About 20% of all prisoner patients were treated for malaria, a disease borne by mosquitos. However, physicians at the time believed malaria was transmitted via swamp fumes, the breath of infected men, or camp excrement, so were unable to take preventative measures.

5. Typhoid/typhus

  • POW camp: Union
  • Confederate deaths: 1,109

Crowded, unsanitary conditions led to massive typhoid and typhus fever infections among prisoners. Bacterial diseases, both infected soldiers through poorly maintained latrines that contaminated food and water. Symptoms included fever, a general feeling of malaise, and red skin lesions.

4. Other diseases

  • POW camp: Union
  • Confederate deaths: 1,729

One common illness that claimed Confederate lives was gangrene, a disease that kills healthy tissue, typically due to a bacterial infection or lack of blood flow to the tissue. Battle wounds are particularly vulnerable to gangrene.

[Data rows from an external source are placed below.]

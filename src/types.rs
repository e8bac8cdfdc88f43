//! Shared primitive IDs and attendance-related enums.

use std::fmt;

use serde::{Deserialize, Serialize};

/// Monotonic attendance record identifier.
pub type RecordId = u64;

/// Short public student code used as the check-in key.
pub type StudentCode = String;

/// Student gender as captured at registration.
#[derive(Debug, Clone, Copy, PartialEq, Eq, Hash, Serialize, Deserialize)]
pub enum Gender {
    /// Male, stored as `"M"`.
    #[serde(rename = "M")]
    Male,
    /// Female, stored as `"F"`.
    #[serde(rename = "F")]
    Female,
}

impl Gender {
    /// Human-readable label used by roster exports.
    pub fn label(self) -> &'static str {
        match self {
            Gender::Male => "Masculino",
            Gender::Female => "Femenino",
        }
    }
}

/// Attendance state of a single record.
#[derive(Debug, Clone, Copy, PartialEq, Eq, Hash, Serialize, Deserialize, Default)]
pub enum AttendanceStatus {
    /// Checked in on time.
    #[default]
    #[serde(rename = "presente")]
    Present,
    /// Marked absent by an administrator.
    #[serde(rename = "ausente")]
    Absent,
    /// Checked in late.
    #[serde(rename = "tardanza")]
    Late,
}

/// Which persisted collection a mutation touched.
#[derive(Debug, Clone, Copy, PartialEq, Eq, Hash)]
pub enum Collection {
    /// The student roster.
    Roster,
    /// The attendance ledger.
    Ledger,
}

impl Collection {
    /// Key under which the collection lives in the local key-value tier.
    pub fn key(self) -> &'static str {
        match self {
            Collection::Roster => "students",
            Collection::Ledger => "attendanceRecords",
        }
    }
}

impl fmt::Display for Collection {
    fn fmt(&self, f: &mut fmt::Formatter<'_>) -> fmt::Result {
        f.write_str(self.key())
    }
}
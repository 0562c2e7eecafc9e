//! Page handlers: index, profile, logout, health, not found

use axum::{
    extract::State,
    http::Uri,
    response::{Html, IntoResponse, Redirect, Response},
};

use crate::error::AppError;
use crate::oauth2::Identity;
use crate::session::{FlashExtractor, FlashMessage, Session, PENDING_LOGIN_KEY, USER_KEY};
use crate::state::AppState;
use crate::template::{render, LoginPage, ProfilePage};

/// `GET /`
///
/// # Errors
///
/// Returns [`AppError::Template`] if the page fails to render
pub async fn index(
    State(state): State<AppState>,
    session: Session,
    FlashExtractor(flashes): FlashExtractor,
) -> Result<Html<String>, AppError> {
    render(&LoginPage {
        flashes,
        user: session.get::<Identity>(USER_KEY),
        providers: state.providers().enabled().collect(),
    })
}

/// `GET /profile`
///
/// Anonymous visitors are sent back to `/`.
///
/// # Errors
///
/// Returns [`AppError::Template`] if the page fails to render
pub async fn profile(session: Session) -> Result<Response, AppError> {
    let Some(user) = session.get::<Identity>(USER_KEY) else {
        return Ok(Redirect::to("/").into_response());
    };

    let flashes = session.take_flashes();
    Ok(render(&ProfilePage { flashes, user })?.into_response())
}

/// `GET /logout`
pub async fn logout(session: Session) -> Redirect {
    session.remove(PENDING_LOGIN_KEY);

    if session.remove(USER_KEY) {
        tracing::info!("User logged out");
        session.flash(FlashMessage::info("You've been logged out."));
    }

    Redirect::to("/")
}

/// `GET /health`
pub async fn health() -> &'static str {
    "ok"
}

/// Fallback for unrouted paths
pub async fn not_found(uri: Uri) -> AppError {
    AppError::NotFound(uri.path().to_string())
}
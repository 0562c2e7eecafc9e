//! Sealed session cookies
//!
//! A cookie value is `base64url(nonce || AES-256-GCM(json(SessionData)))`.
//! The key is the SHA-256 digest of the configured session secret. Any value
//! that fails to decode, authenticate, or parse opens as an error and the
//! caller starts a fresh session.

use aes_gcm::aead::Aead;
use aes_gcm::{Aes256Gcm, KeyInit, Nonce};
use base64::engine::general_purpose::URL_SAFE_NO_PAD;
use base64::Engine;
use rand::RngCore;
use sha2::{Digest, Sha256};

use super::data::{SessionData, SessionError};

/// Minimum secret length accepted in production
pub const MIN_SECRET_LEN: usize = 32;

const NONCE_LEN: usize = 12;
const TAG_LEN: usize = 16;

/// 256-bit session cookie key
#[derive(Clone)]
pub struct SessionKey([u8; 32]);

impl SessionKey {
    /// Derive a key from a secret string
    ///
    /// # Errors
    ///
    /// Returns [`SessionError::InvalidSecret`] if the secret is blank.
    pub fn from_secret(secret: &str) -> Result<Self, SessionError> {
        if secret.trim().is_empty() {
            return Err(SessionError::InvalidSecret("secret is empty".to_string()));
        }

        let mut key = [0u8; 32];
        key.copy_from_slice(&Sha256::digest(secret.as_bytes()));
        Ok(Self(key))
    }

    /// Generate a random key
    ///
    /// Sessions sealed with a generated key do not survive a restart.
    #[must_use]
    pub fn generate() -> Self {
        let mut key = [0u8; 32];
        rand::thread_rng().fill_bytes(&mut key);
        Self(key)
    }
}

impl std::fmt::Debug for SessionKey {
    fn fmt(&self, f: &mut std::fmt::Formatter<'_>) -> std::fmt::Result {
        f.write_str("SessionKey(<redacted>)")
    }
}

/// Seals and opens session cookie values
#[derive(Clone)]
pub struct SessionCodec {
    cipher: Aes256Gcm,
}

impl std::fmt::Debug for SessionCodec {
    fn fmt(&self, f: &mut std::fmt::Formatter<'_>) -> std::fmt::Result {
        f.debug_struct("SessionCodec").finish_non_exhaustive()
    }
}

impl SessionCodec {
    /// Create a codec for `key`
    ///
    /// # Errors
    ///
    /// Returns [`SessionError::InvalidSecret`] if the cipher rejects the key.
    pub fn new(key: &SessionKey) -> Result<Self, SessionError> {
        let cipher = Aes256Gcm::new_from_slice(&key.0)
            .map_err(|e| SessionError::InvalidSecret(e.to_string()))?;
        Ok(Self { cipher })
    }

    /// Encrypt session data into a cookie-safe string
    ///
    /// # Errors
    ///
    /// Returns an error if the data cannot be serialized or encrypted.
    pub fn seal(&self, data: &SessionData) -> Result<String, SessionError> {
        let plaintext = serde_json::to_vec(data)?;

        let mut nonce_bytes = [0u8; NONCE_LEN];
        rand::thread_rng().fill_bytes(&mut nonce_bytes);

        let ciphertext = self
            .cipher
            .encrypt(Nonce::from_slice(&nonce_bytes), plaintext.as_ref())
            .map_err(|_| SessionError::Seal)?;

        let mut sealed = Vec::with_capacity(NONCE_LEN + ciphertext.len());
        sealed.extend_from_slice(&nonce_bytes);
        sealed.extend_from_slice(&ciphertext);

        Ok(URL_SAFE_NO_PAD.encode(sealed))
    }

    /// Decrypt a cookie value back into session data
    ///
    /// # Errors
    ///
    /// Returns [`SessionError::InvalidCookie`] for anything this codec did not
    /// seal, including values sealed under a different key.
    pub fn open(&self, value: &str) -> Result<SessionData, SessionError> {
        let sealed = URL_SAFE_NO_PAD
            .decode(value.trim())
            .map_err(|_| SessionError::InvalidCookie)?;

        if sealed.len() < NONCE_LEN + TAG_LEN {
            return Err(SessionError::InvalidCookie);
        }

        let (nonce_bytes, ciphertext) = sealed.split_at(NONCE_LEN);
        let plaintext = self
            .cipher
            .decrypt(Nonce::from_slice(nonce_bytes), ciphertext)
            .map_err(|_| SessionError::InvalidCookie)?;

        serde_json::from_slice(&plaintext).map_err(|_| SessionError::InvalidCookie)
    }
}
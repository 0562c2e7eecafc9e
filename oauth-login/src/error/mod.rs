//! Error types and error handling
//!
//! Expected OAuth2 failures (denied consent, bad code, provider outage) never
//! reach this type: the callback handler turns them into flash messages. What
//! remains here are the failures a handler cannot recover from.

use axum::{
    http::StatusCode,
    response::{IntoResponse, Response},
};
use thiserror::Error;

use crate::oauth2::OAuthError;
use crate::session::SessionError;

/// Application error type
#[derive(Debug, Error)]
pub enum AppError {
    /// Configuration error
    #[error("Configuration error: {0}")]
    Config(String),

    /// Not Found (404)
    #[error("Not found: {0}")]
    NotFound(String),

    /// Template rendering error
    #[error("Template error: {0}")]
    Template(#[from] askama::Error),

    /// Session error
    #[error("Session error: {0}")]
    Session(#[from] SessionError),

    /// OAuth2 error
    #[error("OAuth2 error: {0}")]
    OAuth(#[from] OAuthError),
}

impl AppError {
    /// HTTP status for this error
    #[must_use]
    pub const fn status_code(&self) -> StatusCode {
        match self {
            Self::NotFound(_) | Self::OAuth(OAuthError::UnknownProvider(_)) => StatusCode::NOT_FOUND,
            _ => StatusCode::INTERNAL_SERVER_ERROR,
        }
    }
}

impl IntoResponse for AppError {
    fn into_response(self) -> Response {
        let status = self.status_code();

        if status.is_server_error() {
            tracing::error!(error = %self, "Request failed");
            (status, "Internal Server Error").into_response()
        } else {
            tracing::debug!(error = %self, status = %status, "Request rejected");
            (status, self.to_string()).into_response()
        }
    }
}
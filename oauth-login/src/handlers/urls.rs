//! External URL computation
//!
//! Callback URLs must match what is registered with each provider, so they
//! are built from `server.redirect_host` when set and from the request's
//! `Host` header otherwise.

use axum::http::{header::HOST, HeaderMap};

use crate::config::ServerSettings;
use crate::oauth2::OAuthProvider;

/// Scheme and authority under which the browser reaches this server
///
/// Host resolution order: `server.redirect_host`, the `Host` header, then the
/// bind address. A `redirect_host` that already carries a scheme is used
/// as-is.
#[must_use]
pub fn external_base(server: &ServerSettings, headers: &HeaderMap) -> String {
    let host = server
        .redirect_host
        .as_deref()
        .map(str::trim)
        .filter(|host| !host.is_empty())
        .map(ToString::to_string)
        .or_else(|| {
            headers
                .get(HOST)
                .and_then(|value| value.to_str().ok())
                .map(str::trim)
                .filter(|host| !host.is_empty())
                .map(ToString::to_string)
        })
        .unwrap_or_else(|| server.bind_address());

    let host = host.trim_end_matches('/');
    if host.contains("://") {
        host.to_string()
    } else {
        format!("{}://{host}", server.scheme)
    }
}

/// Callback URL for `provider` under `base`
#[must_use]
pub fn callback_url(base: &str, provider: OAuthProvider) -> String {
    format!("{base}/auth/{}", provider.as_str())
}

If a limb was severely damaged by a .58 minie ball, common ammunition during the war, the only recourse to prevent gangrene was amputation. According to an article in “Clinical Infectious Diseases,” 60% of Civil War soldiers suffering from gangrene died.

3. Smallpox, measles, scarlet fever, erysipelas

  • POW camp: Union
  • Confederate deaths: 3,453

Smallpox was a deadly disease during the Revolutionary War, killing three out of 10 Continental soldiers, but due to the availability of the smallpox vaccine in the 19th century, it was less of a problem for Civil War soldiers. However, other infectious diseases like measles, scarlet fever, and erysipelas (bacterial skin infection) were more prevalent.

2. Inflammation of the lungs and pleurisy

  • POW camp: Union
  • Confederate deaths: 5,042

One of the most common causes of death during the Civil War was pleurisy, an inflammation of the lungs caused by pneumonia. Doctors at the time didn’t know how such infections spread and were powerless to stop them (antibiotics weren’t invented until 1928).

It has been often reported that Confederate General Thomas J. “Stonewall” Jackson died of “pleuro-pneumonia,” another name for pleurisy, after being shot during the Battle of Chancellorsville, but modern scholarship says that his death was more likely due to a pulmonary embolism.

1. Diarrhea/dysentery

  • POW camp: Union
  • Confederate deaths: 5,965

The leading cause of prisoner deaths in Civil War prison encampments was diarrhea and dysentery, which ran rampant. Poor sanitation and contaminated drinking water led to an epidemic of bowel diseases. So common was diarrhea – and dysentery, which is bloody diarrhea – among the troops it became jokingly known as the “Virginia Quickstep” or the “Tennessee Trots,” proving that severe cases of diarrhea could be fatal and wasn’t much to joke about.